We will probably be homo sapiens for a very long time.  Our evolution in the standard sense is likely over.  We are the only Homo left and not likely to speciate.
Title: Re: The Phantom Time Hypothesis
Post by: trdsf on October 14, 2018, 02:35:47 PM
Quote from: Cavebear on October 14, 2018, 06:01:57 AM
We will probably be homo sapiens for a very long time.  Our evolution in the standard sense is likely over.  We are the only Homo left and not likely to speciate.
Not until we permanently occupy the Moon and Mars and have permanent space settlements, no.
Title: Re: The Phantom Time Hypothesis
Post by: Cavebear on October 14, 2018, 02:46:04 PM
Quote from: trdsf on October 14, 2018, 02:35:47 PM
Not until we permanently occupy the Moon and Mars and have permanent space settlements, no.

Thinking of "Belters"?  I bet we don't live that long (its going to take longer than we think to get "out there" routinely.  I hope I'm wrong, but I won't be around to know.
Title: Re: The Phantom Time Hypothesis
Post by: Jason78 on October 14, 2018, 05:35:36 PM
Quote from: Unbeliever on October 06, 2018, 08:34:16 PM
Should we give it any credence?

Extraordinary claims require extraordinary evidence.
Title: Re: The Phantom Time Hypothesis
Post by: Jason78 on October 14, 2018, 05:36:08 PM
Quote from: Baruch on October 12, 2018, 07:04:49 PM
England already combines human DNA with other target animals (including sheep).

Wtf is this nonsense?
Title: Re: The Phantom Time Hypothesis
Post by: trdsf on October 14, 2018, 11:05:44 PM
Quote from: Cavebear on October 14, 2018, 02:46:04 PM
Thinking of "Belters"?  I bet we don't live that long (its going to take longer than we think to get "out there" routinely.  I hope I'm wrong, but I won't be around to know.
I didn't say anything about when... I don't expect to live to see permanent settlements anywhere other than maybe on the Moon, and that'll be a Chinese base because we can't get our shit together.

But once humans are living off Earth permanently, that's by definition a new environment that they will evolve to better suit, even if it's only the gravity -- or lack thereof.
Title: Re: The Phantom Time Hypothesis
Post by: Baruch on October 21, 2018, 06:56:01 PM
Quote from: Jason78 on October 14, 2018, 05:36:08 PM
Wtf is this nonsense?

For almost a generation now ... DNA splicing different from chimeras ....
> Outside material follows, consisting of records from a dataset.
use super::*;
use crate::default_value::ValueLookup;

fn banzhaf_value_with(lookup: &ValueLookup, player: Player) -> Value {
    let n = lookup.game().number_of_players();
    let total: Value = lookup
        .marginal_contributions(player)
        .map(|(_, contribution)| contribution)
        .sum();
    total / (2.0 as Value).powi(n as i32 - 1)
}

pub fn banzhaf_value_of_player(game: &Game, player: Player, default: impl Into<DefaultValue>) -> Result<Value> {
    game.check_player(player)?;
    let lookup = ValueLookup::new(game, default.into());
    Ok(banzhaf_value_with(&lookup, player))
}

/// The Banzhaf payoff vector, lazily, in increasing player order.
pub fn banzhaf_value_of_game(game: &Game, default: impl Into<DefaultValue>) -> impl Iterator<Item = Value> + '_ {
    let lookup = ValueLookup::new(game, default.into());
    game.players().map(move |player| banzhaf_value_with(&lookup, player))
}

pub fn banzhaf(game: &Game, player: Option<Player>, default: impl Into<DefaultValue>) -> Result<Allocation> {
    match player {
        Some(player) => banzhaf_value_of_player(game, player, default).map(Allocation::Player),
        None => Ok(Allocation::Game(banzhaf_value_of_game(game, default).collect())),
    }
}
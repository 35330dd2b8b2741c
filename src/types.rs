/// Player identifier, a bit position in a [`crate::Coalition`].
pub type Player = usize;
/// Worth of a coalition. `NaN` marks a value that was never set.
pub type Value = f64;

/// Smallest allowed player identifier.
pub const MIN_PLAYER: Player = 0;
/// Largest allowed player identifier.
pub const MAX_PLAYER: Player = 31;
/// Smallest allowed number of players in a game.
pub const MINIMUM_NUMBER_OF_PLAYERS: usize = 1;
/// Largest allowed number of players in a game.
pub const MAXIMUM_NUMBER_OF_PLAYERS: usize = 32;

/// Value substituted for unset coalitions by solution concepts.
pub const DEFAULT_VALUE: Value = 0.0;
/// Slack added to the larger marginal contribution in the convexity check.
pub const CONVEXITY_TOLERANCE: Value = 1e-5;
/// Band around zero accepted for Möbius coefficients in k-game checks.
pub const MOBIUS_EPSILON: Value = 1e-10;

/// Result of an allocation rule: one player's share or the whole payoff vector.
#[derive(Clone, Debug, PartialEq)]
pub enum Allocation {
    Player(Value),
    Game(Vec<Value>),
}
https://www.theguardian.com/science/2000/jul/02/genetics.theobserver

Current chimeras ...

https://www.independent.co.uk/news/science/human-animal-hybrids-chimeras-us-science-a6806516.html

I am sure Dr Moreau or Dr Mengele would approve ... as will scifi fans and fans of monster movies ... enter Dr Frankenstein stage Left ...

It is silly to deny, what Google can easily find, yes?